© Eric Wynn 2013
Ironman World Championships
Kona, HI ✮ 2013.10.12
Learn from the past. Prepare for the future. Perform in the present. – Gary Mack.
Confidence is knowing what to do when you don’t know what to do. – Alan Brunacini
I struggled quite a bit trying to figure out what I, if anything, I wanted to write about my race in Kona. I’d already promised the crew at LAVA magazine to do a debrief going over the things – practical things – that I learned from the race; that article will be published in the Kona issue and probably also on lavamagazine.com. And I spent a long time on the Slowtwitch forums right after the race talking in a mixture of catharsis and brainstorming. I think I’ve probably written more than I’ve written about any race on the topic of Kona 2013, which is actually a race I’d like to forget, not immortalize on the internet.

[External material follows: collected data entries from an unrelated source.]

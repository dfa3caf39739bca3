//! # Migration Configuration
//!
//! Every path, limit and policy the migration uses lives in one
//! [`MigrationConfig`] value that is built once at startup and passed
//! explicitly to the components that need it.
//!
//! ## Usage
//!
//! ### Defaults
//!
//! ```
//! use core_runtime::config::MigrationConfig;
//!
//! let config = MigrationConfig::builder().build().unwrap();
//! assert_eq!(config.max_items, 10_000);
//! ```
//!
//! ### Environment overrides
//!
//! ```ignore
//! use core_runtime::config::MigrationConfig;
//!
//! // MIGRATOR_REPORT_PATH=/var/log/photos.txt MIGRATOR_PAGE_SIZE=500
//! let config = MigrationConfig::from_env()?;
//! ```
//!
//! ## Error Handling
//!
//! The builder validates every value and reports the offending setting:
//!
//! ```
//! use core_runtime::config::MigrationConfig;
//!
//! let err = MigrationConfig::builder().page_size(0).build().unwrap_err();
//! assert!(err.to_string().contains("Page size"));
//! ```

use crate::error::{Error, Result};
use crate::logging::LogFormat;
use bridge_traits::LogLevel;
use std::fmt;
use std::path::PathBuf;
use std::str::FromStr;
use std::time::Duration;

/// Drive query selecting images and videos
pub const DEFAULT_MEDIA_FILTER: &str = "mimeType contains 'image/' or mimeType contains 'video/'";

/// Daily upload quota of the Photos Library API
pub const DEFAULT_MAX_ITEMS: usize = 10_000;

/// Download chunk size, matching the Google client libraries (100 MiB)
pub const DEFAULT_CHUNK_SIZE: u64 = 100 * 1024 * 1024;

const MIN_CHUNK_SIZE: u64 = 64 * 1024;
const MAX_PAGE_SIZE: u32 = 1000;

/// What to do when downloading one file fails
#[derive(Debug, Clone, Copy, PartialEq, Eq, Default)]
pub enum DownloadFailurePolicy {
    /// Record the item as failed and continue with the next one
    #[default]
    SkipItem,
    /// Stop the whole run and surface the error
    AbortRun,
}

impl FromStr for DownloadFailurePolicy {
    type Err = Error;

    fn from_str(s: &str) -> Result<Self> {
        match s.trim().to_lowercase().replace('-', "_").as_str() {
            "skip" | "skip_item" => Ok(Self::SkipItem),
            "abort" | "abort_run" => Ok(Self::AbortRun),
            other => Err(Error::Config(format!(
                "Unknown download failure policy '{}': expected 'skip' or 'abort'",
                other
            ))),
        }
    }
}

impl fmt::Display for DownloadFailurePolicy {
    fn fmt(&self, f: &mut fmt::Formatter<'_>) -> fmt::Result {
        match self {
            Self::SkipItem => write!(f, "skip"),
            Self::AbortRun => write!(f, "abort"),
        }
    }
}

/// Configuration for one migration run.
///
/// Use [`MigrationConfigBuilder`] (or [`MigrationConfig::from_env`]) to
/// construct instances; both validate before returning.
#[derive(Debug, Clone, PartialEq)]
pub struct MigrationConfig {
    /// Persisted OAuth token set, read and written wholesale
    pub token_path: PathBuf,

    /// OAuth client secrets JSON, needed only for interactive consent
    pub client_secret_path: PathBuf,

    /// Directory for transient copies of remote files
    pub scratch_dir: PathBuf,

    /// Append-only outcome log
    pub report_path: PathBuf,

    /// Source listing query
    pub media_filter: String,

    /// Items requested per listing page
    pub page_size: u32,

    /// Bytes requested per download chunk
    pub chunk_size: u64,

    /// Abort before any transfer when more items than this are listed
    pub max_items: usize,

    /// Local port receiving the OAuth redirect
    pub callback_port: u16,

    /// How long to wait for the user to finish consent
    pub consent_timeout: Duration,

    /// Behavior when a single download fails
    pub download_failure_policy: DownloadFailurePolicy,

    /// Attempts per HTTP request (1 = no retry)
    pub http_max_attempts: u32,

    /// Log verbosity for the diagnostic log stream
    pub log_level: LogLevel,

    /// Log output format
    pub log_format: LogFormat,
}

impl MigrationConfig {
    /// Creates a new builder pre-filled with defaults
    pub fn builder() -> MigrationConfigBuilder {
        MigrationConfigBuilder::default()
    }

    /// Build a configuration from `MIGRATOR_*` environment variables
    pub fn from_env() -> Result<Self> {
        Self::from_lookup(|key| std::env::var(key).ok())
    }

    /// Build a configuration from an arbitrary key lookup
    ///
    /// Recognized keys: `MIGRATOR_TOKEN_PATH`, `MIGRATOR_CLIENT_SECRET_PATH`,
    /// `MIGRATOR_SCRATCH_DIR`, `MIGRATOR_REPORT_PATH`, `MIGRATOR_PAGE_SIZE`,
    /// `MIGRATOR_CHUNK_SIZE`, `MIGRATOR_CALLBACK_PORT`,
    /// `MIGRATOR_CONSENT_TIMEOUT_SECS`, `MIGRATOR_DOWNLOAD_FAILURE_POLICY`,
    /// `MIGRATOR_HTTP_MAX_ATTEMPTS`, `MIGRATOR_LOG`, `MIGRATOR_LOG_FORMAT`.
    pub fn from_lookup<F>(lookup: F) -> Result<Self>
    where
        F: Fn(&str) -> Option<String>,
    {
        let mut builder = Self::builder();

        if let Some(v) = lookup("MIGRATOR_TOKEN_PATH") {
            builder = builder.token_path(v);
        }
        if let Some(v) = lookup("MIGRATOR_CLIENT_SECRET_PATH") {
            builder = builder.client_secret_path(v);
        }
        if let Some(v) = lookup("MIGRATOR_SCRATCH_DIR") {
            builder = builder.scratch_dir(v);
        }
        if let Some(v) = lookup("MIGRATOR_REPORT_PATH") {
            builder = builder.report_path(v);
        }
        if let Some(v) = lookup("MIGRATOR_PAGE_SIZE") {
            builder = builder.page_size(parse_number("MIGRATOR_PAGE_SIZE", &v)?);
        }
        if let Some(v) = lookup("MIGRATOR_CHUNK_SIZE") {
            builder = builder.chunk_size(parse_number("MIGRATOR_CHUNK_SIZE", &v)?);
        }
        if let Some(v) = lookup("MIGRATOR_CALLBACK_PORT") {
            builder = builder.callback_port(parse_number("MIGRATOR_CALLBACK_PORT", &v)?);
        }
        if let Some(v) = lookup("MIGRATOR_CONSENT_TIMEOUT_SECS") {
            let secs: u64 = parse_number("MIGRATOR_CONSENT_TIMEOUT_SECS", &v)?;
            builder = builder.consent_timeout(Duration::from_secs(secs));
        }
        if let Some(v) = lookup("MIGRATOR_DOWNLOAD_FAILURE_POLICY") {
            builder = builder.download_failure_policy(v.parse()?);
        }
        if let Some(v) = lookup("MIGRATOR_HTTP_MAX_ATTEMPTS") {
            builder = builder.http_max_attempts(parse_number("MIGRATOR_HTTP_MAX_ATTEMPTS", &v)?);
        }
        if let Some(v) = lookup("MIGRATOR_LOG") {
            builder = builder.log_level(
                v.parse()
                    .map_err(|e| Error::Config(format!("MIGRATOR_LOG: {}", e)))?,
            );
        }
        if let Some(v) = lookup("MIGRATOR_LOG_FORMAT") {
            builder = builder.log_format(v.parse()?);
        }

        builder.build()
    }

    /// Validates the configuration and returns an error if invalid.
    pub fn validate(&self) -> Result<()> {
        for (name, path) in [
            ("Token path", &self.token_path),
            ("Client secret path", &self.client_secret_path),
            ("Scratch directory", &self.scratch_dir),
            ("Report path", &self.report_path),
        ] {
            if path.as_os_str().is_empty() {
                return Err(Error::Config(format!("{} cannot be empty", name)));
            }
        }

        if self.token_path.file_name().is_none() {
            return Err(Error::Config(
                "Token path must name a file, not a directory".to_string(),
            ));
        }

        if self.media_filter.trim().is_empty() {
            return Err(Error::Config("Media filter cannot be empty".to_string()));
        }

        if self.page_size == 0 || self.page_size > MAX_PAGE_SIZE {
            return Err(Error::Config(format!(
                "Page size must be between 1 and {}",
                MAX_PAGE_SIZE
            )));
        }

        if self.chunk_size < MIN_CHUNK_SIZE {
            return Err(Error::Config(format!(
                "Chunk size must be at least {} bytes",
                MIN_CHUNK_SIZE
            )));
        }

        if self.max_items == 0 {
            return Err(Error::Config(
                "Item limit must be greater than 0".to_string(),
            ));
        }

        if self.callback_port == 0 {
            return Err(Error::Config(
                "Callback port must be fixed; it is part of the registered redirect URI"
                    .to_string(),
            ));
        }

        if self.consent_timeout.is_zero() {
            return Err(Error::Config(
                "Consent timeout must be greater than 0".to_string(),
            ));
        }

        if self.http_max_attempts == 0 {
            return Err(Error::Config(
                "HTTP attempts must be at least 1".to_string(),
            ));
        }

        Ok(())
    }
}

fn parse_number<T: FromStr>(key: &str, value: &str) -> Result<T> {
    value
        .trim()
        .parse()
        .map_err(|_| Error::Config(format!("{} must be a number, got '{}'", key, value)))
}

/// Builder for [`MigrationConfig`]
#[derive(Debug, Clone)]
pub struct MigrationConfigBuilder {
    config: MigrationConfig,
}

impl Default for MigrationConfigBuilder {
    fn default() -> Self {
        Self {
            config: MigrationConfig {
                token_path: PathBuf::from("token.json"),
                client_secret_path: PathBuf::from("credentials.json"),
                scratch_dir: std::env::temp_dir(),
                report_path: PathBuf::from("upload_report.txt"),
                media_filter: DEFAULT_MEDIA_FILTER.to_string(),
                page_size: 100,
                chunk_size: DEFAULT_CHUNK_SIZE,
                max_items: DEFAULT_MAX_ITEMS,
                callback_port: 8080,
                consent_timeout: Duration::from_secs(300),
                download_failure_policy: DownloadFailurePolicy::default(),
                http_max_attempts: 1,
                log_level: LogLevel::Warn,
                log_format: LogFormat::Compact,
            },
        }
    }
}

impl MigrationConfigBuilder {
    pub fn token_path<P: Into<PathBuf>>(mut self, path: P) -> Self {
        self.config.token_path = path.into();
        self
    }

    pub fn client_secret_path<P: Into<PathBuf>>(mut self, path: P) -> Self {
        self.config.client_secret_path = path.into();
        self
    }

    pub fn scratch_dir<P: Into<PathBuf>>(mut self, path: P) -> Self {
        self.config.scratch_dir = path.into();
        self
    }

    pub fn report_path<P: Into<PathBuf>>(mut self, path: P) -> Self {
        self.config.report_path = path.into();
        self
    }

    pub fn media_filter(mut self, filter: impl Into<String>) -> Self {
        self.config.media_filter = filter.into();
        self
    }

    pub fn page_size(mut self, page_size: u32) -> Self {
        self.config.page_size = page_size;
        self
    }

    pub fn chunk_size(mut self, chunk_size: u64) -> Self {
        self.config.chunk_size = chunk_size;
        self
    }

    pub fn max_items(mut self, max_items: usize) -> Self {
        self.config.max_items = max_items;
        self
    }

    pub fn callback_port(mut self, port: u16) -> Self {
        self.config.callback_port = port;
        self
    }

    pub fn consent_timeout(mut self, timeout: Duration) -> Self {
        self.config.consent_timeout = timeout;
        self
    }

    pub fn download_failure_policy(mut self, policy: DownloadFailurePolicy) -> Self {
        self.config.download_failure_policy = policy;
        self
    }

    pub fn http_max_attempts(mut self, attempts: u32) -> Self {
        self.config.http_max_attempts = attempts;
        self
    }

    pub fn log_level(mut self, level: LogLevel) -> Self {
        self.config.log_level = level;
        self
    }

    pub fn log_format(mut self, format: LogFormat) -> Self {
        self.config.log_format = format;
        self
    }

    /// Validate and return the configuration
    pub fn build(self) -> Result<MigrationConfig> {
        self.config.validate()?;
        Ok(self.config)
    }
}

Ultimately, I failed to prepare appropriately for the environmental conditions of this race. I failed to prepare in advance, physiologically, and I failed to take steps on race day to mitigate the consequences. There are plenty of great quotes about learning more from failure than success, finding the silver lining, etc. I don’t really want to go down that road. I suppose it might make me feel better, but really I think it’s really just an exercise in self-deception.
I learned a lot from the mistakes I made. I will be better prepared next year. But I also know well enough that there might not be a next year. Not to be fatalistic, but I think it’s most important – as an athlete – to recognize that competition is a finite opportunity. And I squandered a very rare and special chance. I had an enormous amount of good luck in both the preparation and the race itself, and I wasted that. There are countless things that actually are out of your control that can go wrong and ruin a race. So it’s disappointing to have not been able to realize the full extent of the opportunity before me because of a whole multitude of things that were in my control.
In sport, you need to have a short memory when it comes to self-pity and depression. And you need a long memory when it comes to that sense of failure that accompanies underperformance. Forget about what happened, but also never forget how it felt. I believe I did a lot of things right before and during the race. And I did a few important things wrong – both by action and inaction – before and during the race. In particular, on race day, I rushed. Why? For a variety of reasons. I lacked the confidence to be patient. I got caught up in the race. Etc, etc. The typical stuff. I needed to “make haste slowly” (festina lente). And now I have to wait a year for another chance to do so. Until then, I think it’s most appropriate to borrow the motto of my friend and mentor Simon Whitfield, who just announced his retirement after one of the most remarkable careers in the sport of triathlon. Simon was a master of performing on the biggest of big stages. The larger the opportunity, the more he rose to the occasion with his performance. It was about showing up on the day and performing in the present. And about preparing for the future. And about learning from the past. It was always about the relentless pursuit.
The clock is already ticking. Time to be relentless.